Why does Equifax charge for checking my credit score?
In Australia, three credit bureaus collect information about financial transactions to establish the credit scores of people making those transactions.
Agencies are bound by comprehensive credit reporting regulations, which means transactions that raise or lower an individual’s score are reported.
Among these credit bureaus is Equifax, which acquired the credit information provider Veda. If your credit report is available with Equifax, you can request a copy of this report at no cost once every three months or if you have been denied credit or if you need to correct information on your report.
How To Get Your Equifax Credit Score Report
You can get a copy of your credit report by making a request online or by contacting Equifax by phone at 138,332. The credit report can only list factors or incidents affecting your score without actually mentioning your credit score. Equifax also offers an online dashboard, which you can use to check your credit score and understand what the score means – as an alternative to requesting a credit report. You can also visit RateCity’s credit score center to check multiple scores for free.
Access to the dashboard or credit report requires proof of identity. You can also choose from the various paid subscription plans from Equifax, which can include credit alerts, monthly access to your credit score, and identity theft protection in addition to your credit report.
Apart from free quarterly requests, you can only access your credit report free of charge if:
- You applied for a loan, such as a loan or credit card, in the past three months, and your application was rejected, or;
- You have asked Equifax to correct any incomplete or inaccurate details on your credit report and received an update that it has been corrected.
At other times, Equifax – as a private entity – charges for preparing a credit report.
How does Equifax calculate your credit score?
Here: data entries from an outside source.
//! Graph-centrality sentence ranking
//!
//! Ranking is a two-stage contract: build a weighted sentence-similarity
//! graph, then run an iterative centrality algorithm over it. The selected
//! sentences come back in document order, not score order.

use tracing::debug;

use crate::graph::builder::GraphBuilder;
use crate::graph::csr::CsrGraph;
use crate::graph::similarity::SimilarityMeasure;
use crate::nlp::tokenizer::Tokenizer;
use crate::pagerank::eigenvector::EigenvectorCentrality;
use crate::pagerank::standard::StandardPageRank;
use crate::pagerank::PageRankResult;
use crate::types::{Sentence, SummarizerConfig};

/// Ranking strategy, chosen by input length
#[derive(Debug, Clone, Copy, PartialEq, Eq)]
pub enum RankMode {
    /// Overlap-weighted graph ranked with damped PageRank
    LongText,
    /// Thresholded cosine graph ranked with eigenvector centrality
    ShortText,
}

/// Configuration for sentence ranking
#[derive(Debug, Clone)]
pub struct RankerConfig {
    pub damping: f64,
    pub max_iterations: usize,
    pub convergence_threshold: f64,
    /// Minimum cosine similarity for a short-text edge
    pub similarity_threshold: f64,
}

impl Default for RankerConfig {
    fn default() -> Self {
        Self::from(&SummarizerConfig::default())
    }
}

impl From<&SummarizerConfig> for RankerConfig {
    fn from(cfg: &SummarizerConfig) -> Self {
        Self {
            damping: cfg.damping,
            max_iterations: cfg.max_iterations,
            convergence_threshold: cfg.convergence_threshold,
            similarity_threshold: cfg.similarity_threshold,
        }
    }
}

/// Outcome of ranking one sentence set
#[derive(Debug, Clone)]
pub struct RankedSentences {
    /// Selected sentences in document order, with their scores
    pub sentences: Vec<Sentence>,
    /// Raw centrality output over all sentences
    pub centrality: PageRankResult,
    /// Graph size
    pub nodes: usize,
    pub edges: usize,
}

/// Selects the most central sentences of a document
#[derive(Debug, Clone)]
pub struct SentenceRanker<'a> {
    tokenizer: Tokenizer<'a>,
    config: RankerConfig,
}

impl<'a> SentenceRanker<'a> {
    pub fn new(tokenizer: Tokenizer<'a>) -> Self {
        Self {
            tokenizer,
            config: RankerConfig::default(),
        }
    }

    pub fn with_config(tokenizer: Tokenizer<'a>, config: RankerConfig) -> Self {
        Self { tokenizer, config }
    }

    /// Build the similarity graph for `sentences` under `mode`
    pub fn build_graph(&self, sentences: &[Sentence], mode: RankMode) -> CsrGraph {
        let terms: Vec<Vec<String>> = sentences
            .iter()
            .map(|s| self.tokenizer.terms(&s.text))
            .collect();

        let measure = match mode {
            RankMode::LongText => SimilarityMeasure::Overlap,
            RankMode::ShortText => SimilarityMeasure::Cosine {
                threshold: self.config.similarity_threshold,
            },
        };
        let builder: GraphBuilder = measure.build_graph(&terms);
        CsrGraph::from_builder(&builder)
    }

    /// Run the centrality algorithm for `mode`
    pub fn centrality(&self, graph: &CsrGraph, mode: RankMode) -> PageRankResult {
        match mode {
            RankMode::LongText => StandardPageRank::new()
                .with_damping(self.config.damping)
                .with_max_iterations(self.config.max_iterations)
                .with_threshold(self.config.convergence_threshold)
                .run(graph),
            RankMode::ShortText => EigenvectorCentrality::new()
                .with_max_iterations(self.config.max_iterations)
                .with_threshold(self.config.convergence_threshold)
                .run(graph),
        }
    }

    /// Select the `count` most central sentences
    ///
    /// Fewer sentences than `count` are all returned; empty input selects nothing.
    pub fn rank(&self, sentences: &[Sentence], count: usize, mode: RankMode) -> RankedSentences {
        let graph = self.build_graph(sentences, mode);
        let centrality = self.centrality(&graph, mode);

        RankedSentences {
            sentences: select(sentences, &centrality, count),
            nodes: graph.num_nodes,
            edges: graph.link_count(),
            centrality,
        }
    }
}

/// Take the `count` highest-scoring sentences and restore document order
pub fn select(sentences: &[Sentence], centrality: &PageRankResult, count: usize) -> Vec<Sentence> {
    if !centrality.converged {
        debug!(
            iterations = centrality.iterations,
            delta = centrality.delta,
            "centrality stopped at the iteration cap"
        );
    }

    let mut selected: Vec<Sentence> = centrality
        .top_n(count)
        .into_iter()
        .filter_map(|(node, score)| {
            let mut sentence = sentences.get(node as usize)?.clone();
            sentence.score = score;
            Some(sentence)
        })
        .collect();
    selected.sort_by_key(|s| s.index);
    selected
}
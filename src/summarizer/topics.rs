//! Frequency-based topic extraction
//!
//! Topics are the most frequent content words of the document. Counting is
//! stable: equal frequencies keep the order of first occurrence.

use rustc_hash::FxHashMap;
use tracing::warn;

use crate::nlp::stopwords::StopwordFilter;
use crate::nlp::tokenizer::Tokenizer;
use crate::types::Topic;

/// Where words and stopwords come from
#[derive(Debug, Clone)]
enum Vocabulary<'a> {
    /// Shared tokenizer and its extended English stopwords
    Shared(Tokenizer<'a>),
    /// Plain alphanumeric splitting with a caller-supplied stopword set
    Fallback(StopwordFilter),
}

/// Extracts ranked keyword topics from raw text
#[derive(Debug, Clone)]
pub struct TopicExtractor<'a> {
    vocabulary: Vocabulary<'a>,
    /// Keywords need more characters than this
    min_chars: usize,
}

impl TopicExtractor<'static> {
    /// Use the process-wide resources, or the fixed function-word list if
    /// they cannot be built
    pub fn from_global() -> Self {
        match Tokenizer::global() {
            Ok(tokenizer) => Self::new(tokenizer),
            Err(err) => {
                warn!(error = %err, "topic extraction falling back to built-in stopwords");
                Self::with_stopwords(StopwordFilter::fallback())
            }
        }
    }
}

impl<'a> TopicExtractor<'a> {
    pub fn new(tokenizer: Tokenizer<'a>) -> Self {
        Self {
            vocabulary: Vocabulary::Shared(tokenizer),
            min_chars: 3,
        }
    }

    /// Extract without the shared resources, filtering with `stopwords`
    pub fn with_stopwords(stopwords: StopwordFilter) -> Self {
        Self {
            vocabulary: Vocabulary::Fallback(stopwords),
            min_chars: 3,
        }
    }

    /// Set the length a keyword must exceed (in characters)
    pub fn with_min_chars(mut self, min_chars: usize) -> Self {
        self.min_chars = min_chars;
        self
    }

    /// Return up to `count` topics by descending frequency
    ///
    /// Ties are broken by first occurrence. Empty input gives no topics.
    pub fn extract(&self, text: &str, count: usize) -> Vec<Topic> {
        let words = match &self.vocabulary {
            Vocabulary::Shared(tokenizer) => tokenizer.words(text),
            Vocabulary::Fallback(_) => text
                .to_lowercase()
                .split(|c: char| !c.is_alphanumeric())
                .filter(|w| !w.is_empty())
                .map(str::to_string)
                .collect(),
        };
        let stopwords = match &self.vocabulary {
            Vocabulary::Shared(tokenizer) => tokenizer.resources().stopwords(),
            Vocabulary::Fallback(stopwords) => stopwords,
        };

        self.rank(
            words
                .iter()
                .map(String::as_str)
                .filter(|w| !stopwords.is_stopword(w)),
            count,
        )
    }

    /// Rank an already lowercased, stopword-free token stream
    pub fn rank<'w>(&self, tokens: impl IntoIterator<Item = &'w str>, count: usize) -> Vec<Topic> {
        let mut counts: FxHashMap<&str, (usize, usize)> = FxHashMap::default();
        for (position, token) in tokens
            .into_iter()
            .filter(|t| t.chars().count() > self.min_chars)
            .enumerate()
        {
            counts.entry(token).or_insert((0, position)).0 += 1;
        }

        let mut topics: Vec<Topic> = counts
            .into_iter()
            .map(|(keyword, (frequency, first_position))| Topic {
                keyword: keyword.to_string(),
                frequency,
                first_position,
            })
            .collect();
        topics.sort_by(|a, b| {
            b.frequency
                .cmp(&a.frequency)
                .then(a.first_position.cmp(&b.first_position))
        });
        topics.truncate(count);
        topics
    }
}
//! Summarization components
//!
//! Sentence ranking over similarity graphs, frequency topics, sentence
//! cleanup, and the structured layout built from them.

pub mod cleaner;
pub mod ranker;
pub mod structurer;
pub mod topics;
//! Error types
//!
//! Degenerate input (empty text, too few sentences) is never an error; it
//! produces a well-formed, possibly minimal, summary. Only resource and
//! configuration failures surface here.

use thiserror::Error;

/// Errors surfaced by the summarization engine
#[derive(Debug, Error)]
pub enum SummaryError {
    /// The linguistic resource cache could not be populated
    #[error("linguistic resources unavailable: {0}")]
    ResourceInit(String),

    /// A configuration failed validation
    #[error("invalid summarizer configuration: {0}")]
    InvalidConfig(String),

    /// A JSON configuration could not be parsed
    #[error("failed to parse summarizer configuration: {0}")]
    ConfigParse(#[from] serde_json::Error),
}

/// Crate-wide result alias
pub type Result<T> = std::result::Result<T, SummaryError>;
Equifax collects information about your credit activity from lenders, credit card companies or utility providers to calculate your credit score. An algorithm is used to process this information. If you’ve never applied for credit, you may not have a credit score. But once you get an electrical connection or a credit card, Equifax begins to compile your credit history.
The information and incidents that Equifax uses to calculate your credit score include:
- The type of credit you requested and the associated risk level
- The loan amount or the credit limit available on your credit card
- The frequency of your credit applications – for example, applying for several loans in a short period of time can negatively affect your credit score
- Any history of defaults on bill payments or loan repayments or bankruptcy filings
- The number of years for which Equifax has collected information about you
- Your personal information, such as your income and residential address
Typically, when you apply for credit, the lender or the credit issuing company sends a request to Equifax or another credit reporting bureau for your credit report, which also affects your credit score. If you don’t make too many or too frequent requests and have enough income to make timely repayments, your credit score might not be negatively affected. In addition, your credit report can tell you about incidents that have a positive impact. You can then try to improve your credit score by accumulating more of these events.